In the entries below, filter for the word "println" and copy every matching line.
□ □ □
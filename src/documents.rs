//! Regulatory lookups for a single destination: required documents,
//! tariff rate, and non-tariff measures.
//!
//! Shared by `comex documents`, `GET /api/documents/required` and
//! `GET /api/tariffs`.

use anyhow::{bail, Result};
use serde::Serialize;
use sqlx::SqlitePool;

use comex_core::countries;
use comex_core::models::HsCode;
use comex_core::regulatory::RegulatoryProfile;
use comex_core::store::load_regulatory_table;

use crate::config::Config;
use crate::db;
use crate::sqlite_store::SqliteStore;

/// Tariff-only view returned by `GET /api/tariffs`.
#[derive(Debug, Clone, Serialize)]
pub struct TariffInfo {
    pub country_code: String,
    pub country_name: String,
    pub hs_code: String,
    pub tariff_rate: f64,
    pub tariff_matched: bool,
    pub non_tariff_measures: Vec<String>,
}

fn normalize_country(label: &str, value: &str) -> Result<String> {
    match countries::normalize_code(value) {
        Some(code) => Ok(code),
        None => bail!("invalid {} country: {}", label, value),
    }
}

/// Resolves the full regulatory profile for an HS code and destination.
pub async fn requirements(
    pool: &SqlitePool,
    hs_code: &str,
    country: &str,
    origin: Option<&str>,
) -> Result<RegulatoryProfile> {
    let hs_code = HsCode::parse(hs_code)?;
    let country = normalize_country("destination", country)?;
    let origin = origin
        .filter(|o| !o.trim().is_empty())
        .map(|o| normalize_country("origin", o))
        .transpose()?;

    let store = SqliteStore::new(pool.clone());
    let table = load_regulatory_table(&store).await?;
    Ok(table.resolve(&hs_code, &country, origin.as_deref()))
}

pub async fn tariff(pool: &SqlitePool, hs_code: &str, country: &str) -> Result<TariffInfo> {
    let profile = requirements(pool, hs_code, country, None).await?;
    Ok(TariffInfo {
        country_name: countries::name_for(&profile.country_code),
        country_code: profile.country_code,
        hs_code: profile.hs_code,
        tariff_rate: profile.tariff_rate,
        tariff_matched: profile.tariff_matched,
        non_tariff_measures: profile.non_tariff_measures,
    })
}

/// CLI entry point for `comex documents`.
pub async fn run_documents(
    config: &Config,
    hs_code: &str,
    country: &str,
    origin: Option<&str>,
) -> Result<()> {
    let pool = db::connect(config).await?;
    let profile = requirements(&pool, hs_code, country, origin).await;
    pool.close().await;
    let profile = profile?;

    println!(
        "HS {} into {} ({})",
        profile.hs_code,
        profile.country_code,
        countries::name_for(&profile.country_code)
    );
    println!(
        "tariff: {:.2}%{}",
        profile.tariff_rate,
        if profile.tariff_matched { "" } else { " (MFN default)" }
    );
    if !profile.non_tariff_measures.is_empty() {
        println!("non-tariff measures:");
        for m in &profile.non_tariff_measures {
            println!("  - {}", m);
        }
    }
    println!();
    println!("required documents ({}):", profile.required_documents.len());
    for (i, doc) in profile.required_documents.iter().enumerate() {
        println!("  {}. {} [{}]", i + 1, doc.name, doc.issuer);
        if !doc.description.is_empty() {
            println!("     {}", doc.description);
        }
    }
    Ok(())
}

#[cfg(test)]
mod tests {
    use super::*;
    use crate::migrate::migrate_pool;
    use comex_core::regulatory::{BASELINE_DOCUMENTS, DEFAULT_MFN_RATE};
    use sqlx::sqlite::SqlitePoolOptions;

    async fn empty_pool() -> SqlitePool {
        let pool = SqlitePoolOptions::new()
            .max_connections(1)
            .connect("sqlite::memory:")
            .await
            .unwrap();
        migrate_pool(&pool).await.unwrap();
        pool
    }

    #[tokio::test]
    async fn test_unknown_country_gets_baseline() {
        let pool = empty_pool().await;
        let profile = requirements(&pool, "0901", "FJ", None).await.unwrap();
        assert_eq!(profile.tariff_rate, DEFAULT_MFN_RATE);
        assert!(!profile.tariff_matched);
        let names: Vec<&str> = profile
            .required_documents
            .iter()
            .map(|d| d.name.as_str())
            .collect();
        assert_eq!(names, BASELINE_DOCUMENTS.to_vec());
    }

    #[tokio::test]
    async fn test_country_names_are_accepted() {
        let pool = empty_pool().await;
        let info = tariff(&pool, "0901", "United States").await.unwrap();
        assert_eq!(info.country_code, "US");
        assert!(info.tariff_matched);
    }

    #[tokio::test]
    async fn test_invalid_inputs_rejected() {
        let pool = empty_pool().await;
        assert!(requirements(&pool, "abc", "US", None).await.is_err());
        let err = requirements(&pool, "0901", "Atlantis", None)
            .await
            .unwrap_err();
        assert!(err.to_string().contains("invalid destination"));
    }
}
□ □ □
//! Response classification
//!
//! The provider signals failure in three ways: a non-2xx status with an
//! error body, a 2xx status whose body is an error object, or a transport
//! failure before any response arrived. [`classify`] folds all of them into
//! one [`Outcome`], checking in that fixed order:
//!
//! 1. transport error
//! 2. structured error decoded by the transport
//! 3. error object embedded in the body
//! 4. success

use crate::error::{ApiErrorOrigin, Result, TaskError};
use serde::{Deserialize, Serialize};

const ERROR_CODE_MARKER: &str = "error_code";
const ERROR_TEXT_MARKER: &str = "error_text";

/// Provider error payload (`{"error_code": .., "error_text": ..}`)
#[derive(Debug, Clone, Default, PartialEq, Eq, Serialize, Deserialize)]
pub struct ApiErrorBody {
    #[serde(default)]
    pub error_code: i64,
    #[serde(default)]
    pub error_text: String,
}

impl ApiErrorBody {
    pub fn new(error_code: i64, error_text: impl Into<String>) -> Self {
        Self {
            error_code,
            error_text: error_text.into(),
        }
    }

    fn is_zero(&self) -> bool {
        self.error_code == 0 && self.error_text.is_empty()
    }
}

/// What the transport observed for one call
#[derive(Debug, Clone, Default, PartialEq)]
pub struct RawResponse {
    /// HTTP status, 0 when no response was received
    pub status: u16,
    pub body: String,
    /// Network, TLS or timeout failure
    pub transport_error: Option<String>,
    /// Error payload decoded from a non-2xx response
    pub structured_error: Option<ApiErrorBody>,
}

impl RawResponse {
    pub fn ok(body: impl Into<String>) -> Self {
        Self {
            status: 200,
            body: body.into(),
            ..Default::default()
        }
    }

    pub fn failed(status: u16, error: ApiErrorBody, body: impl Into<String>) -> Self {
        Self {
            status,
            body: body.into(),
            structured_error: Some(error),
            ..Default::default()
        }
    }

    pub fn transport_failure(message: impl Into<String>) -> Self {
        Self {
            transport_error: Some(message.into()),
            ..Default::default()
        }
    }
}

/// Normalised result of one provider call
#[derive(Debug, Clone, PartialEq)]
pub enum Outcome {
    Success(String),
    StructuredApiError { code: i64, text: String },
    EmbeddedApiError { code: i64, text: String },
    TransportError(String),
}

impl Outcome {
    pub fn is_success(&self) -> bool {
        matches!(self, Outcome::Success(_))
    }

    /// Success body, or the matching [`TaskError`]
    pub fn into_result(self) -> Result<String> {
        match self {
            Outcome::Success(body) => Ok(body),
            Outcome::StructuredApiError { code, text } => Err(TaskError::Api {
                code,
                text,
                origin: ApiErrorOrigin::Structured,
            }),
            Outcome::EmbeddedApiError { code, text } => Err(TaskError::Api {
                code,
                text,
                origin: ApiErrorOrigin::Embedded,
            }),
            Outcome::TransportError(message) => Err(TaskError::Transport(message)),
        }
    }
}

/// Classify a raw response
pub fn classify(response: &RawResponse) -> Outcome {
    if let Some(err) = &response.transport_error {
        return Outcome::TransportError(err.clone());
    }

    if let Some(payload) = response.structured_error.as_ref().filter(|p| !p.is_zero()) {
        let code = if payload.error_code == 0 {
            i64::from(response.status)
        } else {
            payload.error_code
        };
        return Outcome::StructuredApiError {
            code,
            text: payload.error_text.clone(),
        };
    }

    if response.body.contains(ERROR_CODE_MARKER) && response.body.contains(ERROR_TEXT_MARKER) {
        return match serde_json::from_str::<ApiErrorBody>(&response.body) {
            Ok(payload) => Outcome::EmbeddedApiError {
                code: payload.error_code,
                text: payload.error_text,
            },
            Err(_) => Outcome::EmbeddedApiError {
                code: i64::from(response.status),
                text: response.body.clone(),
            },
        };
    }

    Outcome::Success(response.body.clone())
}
□ □ □
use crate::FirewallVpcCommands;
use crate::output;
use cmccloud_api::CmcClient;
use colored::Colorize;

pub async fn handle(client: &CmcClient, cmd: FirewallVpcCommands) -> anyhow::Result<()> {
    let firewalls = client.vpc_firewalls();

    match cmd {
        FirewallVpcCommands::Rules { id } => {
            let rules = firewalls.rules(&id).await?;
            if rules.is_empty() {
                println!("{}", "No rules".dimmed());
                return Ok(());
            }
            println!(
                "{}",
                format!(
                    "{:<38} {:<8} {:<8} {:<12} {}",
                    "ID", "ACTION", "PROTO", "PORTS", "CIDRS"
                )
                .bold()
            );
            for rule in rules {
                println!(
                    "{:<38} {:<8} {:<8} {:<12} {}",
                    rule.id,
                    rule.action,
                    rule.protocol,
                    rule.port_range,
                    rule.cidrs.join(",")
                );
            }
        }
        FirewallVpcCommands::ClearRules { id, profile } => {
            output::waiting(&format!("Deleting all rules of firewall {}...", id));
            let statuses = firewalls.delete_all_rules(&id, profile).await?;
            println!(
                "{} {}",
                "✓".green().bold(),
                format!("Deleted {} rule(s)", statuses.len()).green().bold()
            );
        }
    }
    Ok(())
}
□ □ □
## Written answer:
    println!(
    println!(
        println!("non-tariff measures:");
            println!("  - {}", m);
    println!();
    println!("required documents ({}):", profile.required_documents.len());
        println!("  {}. {} [{}]", i + 1, doc.name, doc.issuer);
            println!("     {}", doc.description);
                println!("{}", "No rules".dimmed());
            println!(
                println!(
            println!(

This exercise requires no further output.